TransUnion, a financial services and risk management firm as well as being one of the big three credit bureaus, reports that credit card delinquencies are at their lowest level in 17 years. The major factor for lower delinquencies is that more consumers are paying their credit card debt and letting the mortgage slide.
Prior to the Great Recession Americans protected their house and were more likely to be late on credit card payments, but falling home values and the need for people to have credit available caused that to change. Consumers are now making a choice based on which asset will give them what they need in the new “normal” economy.
Charlie Wise, TransUnion director of research and consulting:
“Consumers are protecting their credit cards. It gives them financial flexibility”
A review of the most recent Trans Union information confirms that the number of consumers current on credit card payments but delinquent on mortgages was 4.3 percent in 2008 but climbed to 7.4 percent in 2010. That is a 70 percent spike.
Conversely, those delinquent on credit card payments but current on mortgages fell from 4.1 percent in 2008 to 3 percent in 2010.
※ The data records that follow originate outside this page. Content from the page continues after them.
//! Epicycle decomposition of planar curves.
//!
//! A curve sampled at `n` points `(x[m], y[m])` is read as the complex series
//! `a[m] = x[m] + i·y[m]`. Its inverse DFT writes every point as a sum of `n`
//! rotating arrows, one per frequency bin:
//!
//! ```text
//! a[m] = Σ_k A[k] · exp(2πi·m·k/n) / n
//! ```
//!
//! [`dft_partials`] tabulates every term of that sum and [`Epicycles`] turns a
//! column of the table into a drawable frame: arrows laid tip to tail, the last
//! tip landing on the curve.

use crate::kernel::ExecInvariantViolation;
use crate::signal::{count, lit};
use fourier_core::num_rs::fft;
use ndarray::{Array1, Array2, ArrayView2};
use num_traits::Float;
use rustfft::num_complex::Complex;
use rustfft::FftNum;

/// Per-frequency terms of the inverse DFT of `x + i·y`.
///
/// Returns an `n × n` matrix `S` with `S[[k, m]] = A[k]·exp(2πi·m·k/n)/n`, where
/// `A` is the DFT of `x + i·y`. Rows are frequency bins in FFT order, columns
/// are sample indices, and each column sums to `x[m] + i·y[m]`.
///
/// # Errors
/// When `x` is empty or `x` and `y` differ in length.
pub fn dft_partials<F>(x: &[F], y: &[F]) -> Result<Array2<Complex<F>>, ExecInvariantViolation>
where
    F: Float + FftNum,
{
    if x.is_empty() {
        return Err(ExecInvariantViolation::InvalidState {
            reason: "dft_partials input must be non-empty",
        });
    }
    if y.len() != x.len() {
        return Err(ExecInvariantViolation::LengthMismatch {
            arg: "y",
            expected: x.len(),
            got: y.len(),
        });
    }

    let n = x.len();
    tracing::debug!(n, "dft partials");
    let a = x
        .iter()
        .zip(y.iter())
        .map(|(&re, &im)| Complex::new(re, im))
        .collect::<Array1<_>>();
    let coeffs = fft(a.view(), None)?;

    let two_pi_over_n = lit::<F>(core::f64::consts::TAU) / count::<F>(n);
    let inv_n = count::<F>(n).recip();
    Ok(Array2::from_shape_fn((n, n), |(k, m)| {
        // Reduce m·k mod n before scaling to keep the phase exact for large n
        let phase = two_pi_over_n * count::<F>((m * k) % n);
        coeffs[k] * Complex::from_polar(inv_n, phase)
    }))
}

/// One animation frame: the arrows of every frequency bin at a sample index.
#[derive(Debug, Clone, PartialEq, Default)]
pub struct EpicycleFrame<F> {
    /// Horizontal arrow components, one per frequency bin.
    pub u: Vec<F>,
    /// Vertical arrow components, one per frequency bin.
    pub v: Vec<F>,
    /// Horizontal arrow tails: the running sum of the preceding arrows, starting at zero.
    pub x: Vec<F>,
    /// Vertical arrow tails.
    pub y: Vec<F>,
}

impl<F: Float> EpicycleFrame<F> {
    /// Tip of the last arrow, which lies on the curve.
    pub fn tip(&self) -> (F, F) {
        match (self.x.last(), self.u.last(), self.y.last(), self.v.last()) {
            (Some(&x), Some(&u), Some(&y), Some(&v)) => (x + u, y + v),
            _ => (F::zero(), F::zero()),
        }
    }
}

/// A planar curve together with its DFT partial-sum table.
#[derive(Debug, Clone, PartialEq)]
pub struct Epicycles<F> {
    x: Vec<F>,
    y: Vec<F>,
    partials: Array2<Complex<F>>,
}

impl<F> Epicycles<F>
where
    F: Float + FftNum,
{
    /// Decompose the curve `(x, y)`.
    ///
    /// # Errors
    /// When `x` is empty or `x` and `y` differ in length.
    pub fn new(x: &[F], y: &[F]) -> Result<Self, ExecInvariantViolation> {
        let partials = dft_partials(x, y)?;
        Ok(Self {
            x: x.to_vec(),
            y: y.to_vec(),
            partials,
        })
    }

    /// Number of samples, which is also the number of frames and of arrows per frame.
    pub fn len(&self) -> usize {
        self.x.len()
    }

    /// Always false; construction rejects empty curves.
    pub fn is_empty(&self) -> bool {
        self.x.is_empty()
    }

    /// The `n × n` partial-sum table from [`dft_partials`].
    pub fn partials(&self) -> ArrayView2<'_, Complex<F>> {
        self.partials.view()
    }

    /// Arrows at sample index `m`, or `None` past the last sample.
    pub fn frame(&self, m: usize) -> Option<EpicycleFrame<F>> {
        if m >= self.len() {
            return None;
        }
        let column = self.partials.column(m);
        let u: Vec<F> = column.iter().map(|c| c.re).collect();
        let v: Vec<F> = column.iter().map(|c| c.im).collect();
        let tails = |d: &[F]| {
            d.iter()
                .scan(F::zero(), |acc, &step| {
                    let tail = *acc;
                    *acc = *acc + step;
                    Some(tail)
                })
                .collect::<Vec<_>>()
        };
        let x = tails(&u);
        let y = tails(&v);
        Some(EpicycleFrame { u, v, x, y })
    }

    /// Iterate every frame in sample order.
    pub fn frames(&self) -> impl Iterator<Item = EpicycleFrame<F>> + '_ {
        (0..self.len()).filter_map(move |m| self.frame(m))
    }

    /// Symmetric axis limit that keeps every arrow tip of every frame in view.
    ///
    /// The largest modulus over the running sums down each column of the table.
    pub fn extent(&self) -> F {
        self.partials
            .columns()
            .into_iter()
            .map(|column| {
                column
                    .iter()
                    .scan(Complex::new(F::zero(), F::zero()), |acc, &c| {
                        *acc = *acc + c;
                        Some(acc.norm())
                    })
                    .fold(F::zero(), F::max)
            })
            .fold(F::zero(), F::max)
    }

    /// The first `m` samples of the curve, the part already traced at frame `m`.
    pub fn trace(&self, m: usize) -> (&[F], &[F]) {
        let m = m.min(self.len());
        (&self.x[..m], &self.y[..m])
    }
}

#[cfg(test)]
mod tests {
    use super::*;
    use crate::signal::wave::{lissajous, theta_grid, LissajousConfig};
    use approx::assert_abs_diff_eq;

    fn square() -> (Vec<f64>, Vec<f64>) {
        (vec![1.0, -1.0, -1.0, 1.0], vec![1.0, 1.0, -1.0, -1.0])
    }

    #[test]
    fn columns_sum_to_the_input_points() {
        let (x, y) = square();
        let s = dft_partials(&x, &y).expect("partials");
        assert_eq!(s.dim(), (4, 4));
        for m in 0..4 {
            let sum = s.column(m).iter().fold(Complex::new(0.0, 0.0), |a, c| a + c);
            assert_abs_diff_eq!(sum.re, x[m], epsilon = 1e-12);
            assert_abs_diff_eq!(sum.im, y[m], epsilon = 1e-12);
        }
    }

    #[test]
    fn first_column_is_the_scaled_spectrum() {
        let (x, y) = square();
        let s = dft_partials(&x, &y).expect("partials");
        // Zero-mean square traced counter-clockwise: all energy in bin 1
        assert_abs_diff_eq!(s[[0, 0]].norm(), 0.0, epsilon = 1e-12);
        assert_abs_diff_eq!(s[[1, 0]].re, 1.0, epsilon = 1e-12);
        assert_abs_diff_eq!(s[[1, 0]].im, 1.0, epsilon = 1e-12);
        assert_abs_diff_eq!(s[[2, 0]].norm(), 0.0, epsilon = 1e-12);
        assert_abs_diff_eq!(s[[3, 0]].norm(), 0.0, epsilon = 1e-12);
    }

    #[test]
    fn mismatched_lengths_are_rejected() {
        let err = dft_partials(&[1.0f64, 2.0], &[1.0]).expect_err("length mismatch");
        assert_eq!(
            err,
            ExecInvariantViolation::LengthMismatch {
                arg: "y",
                expected: 2,
                got: 1,
            }
        );
        let empty: [f64; 0] = [];
        assert!(Epicycles::new(&empty, &empty).is_err());
    }

    #[test]
    fn frame_tails_are_exclusive_running_sums() {
        let (x, y) = square();
        let epicycles = Epicycles::new(&x, &y).expect("epicycles");
        for m in 0..epicycles.len() {
            let frame = epicycles.frame(m).expect("frame in range");
            assert_eq!(frame.x[0], 0.0);
            assert_eq!(frame.y[0], 0.0);
            for k in 1..frame.u.len() {
                assert_abs_diff_eq!(frame.x[k], frame.x[k - 1] + frame.u[k - 1], epsilon = 1e-12);
                assert_abs_diff_eq!(frame.y[k], frame.y[k - 1] + frame.v[k - 1], epsilon = 1e-12);
            }
            let (tx, ty) = frame.tip();
            assert_abs_diff_eq!(tx, x[m], epsilon = 1e-12);
            assert_abs_diff_eq!(ty, y[m], epsilon = 1e-12);
        }
        assert!(epicycles.frame(epicycles.len()).is_none());
        assert_eq!(epicycles.frames().count(), 4);
    }

    #[test]
    fn extent_covers_the_curve() {
        let kernel_config = LissajousConfig {
            x_amplitude: 3.0,
            y_amplitude: 3.0,
            a: 1.0,
            b: 3.0,
            delta: core::f64::consts::FRAC_PI_2,
        };
        let theta = theta_grid(200, core::f64::consts::TAU);
        let (x, y) = lissajous(theta.as_slice().unwrap(), kernel_config).expect("curve");
        let epicycles = Epicycles::new(&x, &y).expect("epicycles");
        let extent = epicycles.extent();
        let radius = x
            .iter()
            .zip(y.iter())
            .map(|(a, b)| a.hypot(*b))
            .fold(0.0, f64::max);
        assert!(extent >= radius - 1e-9);
        assert!(extent.is_finite());
    }

    #[test]
    fn trace_clamps_to_curve_length() {
        let (x, y) = square();
        let epicycles = Epicycles::new(&x, &y).expect("epicycles");
        assert_eq!(epicycles.trace(2), (&x[..2], &y[..2]));
        assert_eq!(epicycles.trace(10).0.len(), 4);
        assert_eq!(epicycles.trace(0).0.len(), 0);
    }
}
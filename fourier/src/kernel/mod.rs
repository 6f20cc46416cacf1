//! Shared trait-first kernel substrate.
//!
//! This module defines the constructor-validation lifecycle and the 1D/2D
//! buffer adapters that every transform kernel in [`crate::signal`] binds to.

mod errors;
mod io;
mod lifecycle;

pub use errors::*;
pub use io::*;
pub use lifecycle::*;
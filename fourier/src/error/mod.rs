use crate::kernel::{ConfigError, ExecInvariantViolation};
use core::{error, fmt};

/// Errors raised by the free-function entry points.
#[derive(Debug, Clone, PartialEq, Eq)]
pub enum Error {
    /// Argument passed into function was invalid.
    InvalidArg {
        /// The invalid arg
        arg: String,
        /// Explaining why arg is invalid.
        reason: String,
    },
    /// Kernel construction rejected its configuration.
    Config(ConfigError),
    /// Execution was attempted with a violated kernel invariant.
    ExecInvariantViolation(ExecInvariantViolation),
}

impl fmt::Display for Error {
    fn fmt(&self, f: &mut fmt::Formatter<'_>) -> fmt::Result {
        match self {
            Error::InvalidArg { arg, reason } => {
                write!(f, "Invalid argument `{arg}`: {reason}")
            }
            Error::Config(err) => write!(f, "{err}"),
            Error::ExecInvariantViolation(err) => write!(f, "{err}"),
        }
    }
}

impl error::Error for Error {
    fn source(&self) -> Option<&(dyn error::Error + 'static)> {
        match self {
            Error::InvalidArg { .. } => None,
            Error::Config(err) => Some(err),
            Error::ExecInvariantViolation(err) => Some(err),
        }
    }
}

impl From<ConfigError> for Error {
    fn from(value: ConfigError) -> Self {
        Error::Config(value)
    }
}

impl From<ExecInvariantViolation> for Error {
    fn from(value: ExecInvariantViolation) -> Self {
        Error::ExecInvariantViolation(value)
    }
}
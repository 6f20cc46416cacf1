//! numpy-parity primitives underpinning the `fourier` crate.
//!
//! [`num_rs`] mirrors the parts of `numpy` the kernels lean on: the
//! forward/inverse FFT family, frequency-bin helpers and direct linear
//! convolution.

#![deny(missing_docs)]

use core::{error, fmt};

pub mod num_rs;

/// Errors raised by `fourier-core` primitives.
#[derive(Debug, Clone, PartialEq, Eq)]
pub enum Error {
    /// An argument was outside the accepted domain.
    InvalidArg {
        /// The invalid arg.
        arg: String,
        /// Explaining why arg is invalid.
        reason: String,
    },
    /// An input array had no samples along a required axis.
    EmptyInput {
        /// Name of the empty argument.
        arg: String,
    },
    /// `ndarray-conv` failed to convolve the operands.
    Conv {
        /// Message reported by `ndarray-conv`.
        reason: String,
    },
}

impl Error {
    pub(crate) fn invalid_arg(arg: &str, reason: impl Into<String>) -> Self {
        Error::InvalidArg {
            arg: arg.to_string(),
            reason: reason.into(),
        }
    }

    pub(crate) fn empty(arg: &str) -> Self {
        Error::EmptyInput {
            arg: arg.to_string(),
        }
    }
}

impl fmt::Display for Error {
    fn fmt(&self, f: &mut fmt::Formatter<'_>) -> fmt::Result {
        match self {
            Error::InvalidArg { arg, reason } => write!(f, "Invalid argument `{arg}`: {reason}"),
            Error::EmptyInput { arg } => write!(f, "Input `{arg}` cannot be empty."),
            Error::Conv { reason } => write!(f, "Convolution failed: {reason}"),
        }
    }
}

impl error::Error for Error {}

/// Result alias for `fourier-core` operations.
pub type Result<T> = core::result::Result<T, Error>;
TransUnion reports the percentage of U.S. Credit card holders who are 90 days late on payments is .7 percent and should remain stable in 2012.
Georgia’s credit card delinquency rates were a little higher (.89%) but should decline to 7.4 percent this year. To contrast, Georgia’s rate in 2003 was 2.28 percent.
Georgia’s 60-day delinquency rate on mortgages was 6.74 percent for the 2010, down from the high of 8 percent in 2009, TransUnion said.
Wise said a number of factors caused the slowing in home foreclosures including some stability in the economy, small increases in employment and a slow down of the foreclosure process in 2011 due to problems discovered in mortgage documents.
The change in consumer attitude is not surprising. More people under or nearing foreclosure are also under water on their mortgage (owe more than the value) and accept that they will lose their home and have decided to protect their credit cards-the only financial tool they have remaining.